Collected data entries
———

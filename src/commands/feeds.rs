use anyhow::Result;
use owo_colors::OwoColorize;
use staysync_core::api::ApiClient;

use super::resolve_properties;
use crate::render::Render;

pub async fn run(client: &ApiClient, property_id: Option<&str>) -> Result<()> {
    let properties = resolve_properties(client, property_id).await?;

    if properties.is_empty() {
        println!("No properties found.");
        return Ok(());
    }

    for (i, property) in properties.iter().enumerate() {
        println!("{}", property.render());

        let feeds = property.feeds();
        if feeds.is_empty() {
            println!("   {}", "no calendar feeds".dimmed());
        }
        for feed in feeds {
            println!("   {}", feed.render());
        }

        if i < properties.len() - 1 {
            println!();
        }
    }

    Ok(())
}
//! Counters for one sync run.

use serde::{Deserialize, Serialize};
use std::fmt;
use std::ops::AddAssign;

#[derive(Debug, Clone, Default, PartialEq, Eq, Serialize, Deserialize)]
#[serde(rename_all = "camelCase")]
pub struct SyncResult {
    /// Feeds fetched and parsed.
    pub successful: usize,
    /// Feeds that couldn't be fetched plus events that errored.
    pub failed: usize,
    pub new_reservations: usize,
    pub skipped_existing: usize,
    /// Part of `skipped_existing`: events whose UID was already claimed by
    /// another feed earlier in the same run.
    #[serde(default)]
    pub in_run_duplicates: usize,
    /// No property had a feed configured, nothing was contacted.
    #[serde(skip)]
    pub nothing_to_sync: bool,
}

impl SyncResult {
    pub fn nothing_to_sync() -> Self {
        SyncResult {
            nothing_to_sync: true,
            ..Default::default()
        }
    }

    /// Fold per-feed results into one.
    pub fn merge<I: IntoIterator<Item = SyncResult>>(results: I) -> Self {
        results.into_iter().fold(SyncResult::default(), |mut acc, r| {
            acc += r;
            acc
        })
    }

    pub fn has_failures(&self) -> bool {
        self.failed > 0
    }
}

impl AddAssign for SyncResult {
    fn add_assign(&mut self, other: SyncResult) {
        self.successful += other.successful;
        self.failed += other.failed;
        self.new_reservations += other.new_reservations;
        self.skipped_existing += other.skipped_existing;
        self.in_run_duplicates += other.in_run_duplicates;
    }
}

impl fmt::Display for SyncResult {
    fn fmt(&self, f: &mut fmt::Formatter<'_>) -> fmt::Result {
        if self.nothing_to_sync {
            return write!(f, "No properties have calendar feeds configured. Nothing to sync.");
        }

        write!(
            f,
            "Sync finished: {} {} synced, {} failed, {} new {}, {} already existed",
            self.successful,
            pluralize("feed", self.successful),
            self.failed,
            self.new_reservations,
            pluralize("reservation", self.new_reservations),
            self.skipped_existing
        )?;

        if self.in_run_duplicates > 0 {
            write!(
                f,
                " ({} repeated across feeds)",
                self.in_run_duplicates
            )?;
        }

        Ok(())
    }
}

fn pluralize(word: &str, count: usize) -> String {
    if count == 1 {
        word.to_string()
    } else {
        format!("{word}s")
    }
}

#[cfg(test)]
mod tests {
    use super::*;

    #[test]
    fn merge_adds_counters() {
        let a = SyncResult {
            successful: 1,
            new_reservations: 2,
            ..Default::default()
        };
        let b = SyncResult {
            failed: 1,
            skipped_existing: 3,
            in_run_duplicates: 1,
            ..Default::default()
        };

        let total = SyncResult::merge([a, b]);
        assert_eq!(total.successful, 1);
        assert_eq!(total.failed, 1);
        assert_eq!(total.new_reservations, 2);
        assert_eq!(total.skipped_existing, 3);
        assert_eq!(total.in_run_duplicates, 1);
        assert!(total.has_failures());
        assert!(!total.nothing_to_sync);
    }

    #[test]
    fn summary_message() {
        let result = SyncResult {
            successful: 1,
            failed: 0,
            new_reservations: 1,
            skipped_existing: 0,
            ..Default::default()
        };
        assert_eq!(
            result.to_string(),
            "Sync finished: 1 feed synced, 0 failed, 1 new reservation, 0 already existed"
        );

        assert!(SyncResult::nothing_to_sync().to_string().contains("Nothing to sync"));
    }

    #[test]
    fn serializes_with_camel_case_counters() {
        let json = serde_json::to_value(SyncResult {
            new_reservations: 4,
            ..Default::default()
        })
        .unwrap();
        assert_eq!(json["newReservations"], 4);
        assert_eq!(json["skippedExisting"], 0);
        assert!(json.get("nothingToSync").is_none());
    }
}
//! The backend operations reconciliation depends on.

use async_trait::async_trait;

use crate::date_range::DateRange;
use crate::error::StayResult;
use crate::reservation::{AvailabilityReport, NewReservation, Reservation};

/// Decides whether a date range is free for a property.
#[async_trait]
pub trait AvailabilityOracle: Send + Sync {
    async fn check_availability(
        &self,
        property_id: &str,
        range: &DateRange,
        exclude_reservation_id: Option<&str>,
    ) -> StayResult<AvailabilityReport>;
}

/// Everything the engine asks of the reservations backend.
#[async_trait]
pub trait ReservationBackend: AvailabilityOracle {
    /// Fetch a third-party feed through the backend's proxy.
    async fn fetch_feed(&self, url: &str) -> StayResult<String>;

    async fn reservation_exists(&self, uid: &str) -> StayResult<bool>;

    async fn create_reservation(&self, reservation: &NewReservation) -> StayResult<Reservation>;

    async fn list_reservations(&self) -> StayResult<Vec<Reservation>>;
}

———

PROBLEM TO WORK ON: Scan the records above for the string "StayResult", then report every line that contains it.

EXERCISE ANSWER:
use crate::error::StayResult;
    ) -> StayResult<AvailabilityReport>;
    async fn fetch_feed(&self, url: &str) -> StayResult<String>;
    async fn reservation_exists(&self, uid: &str) -> StayResult<bool>;
    async fn create_reservation(&self, reservation: &NewReservation) -> StayResult<Reservation>;
    async fn list_reservations(&self) -> StayResult<Vec<Reservation>>;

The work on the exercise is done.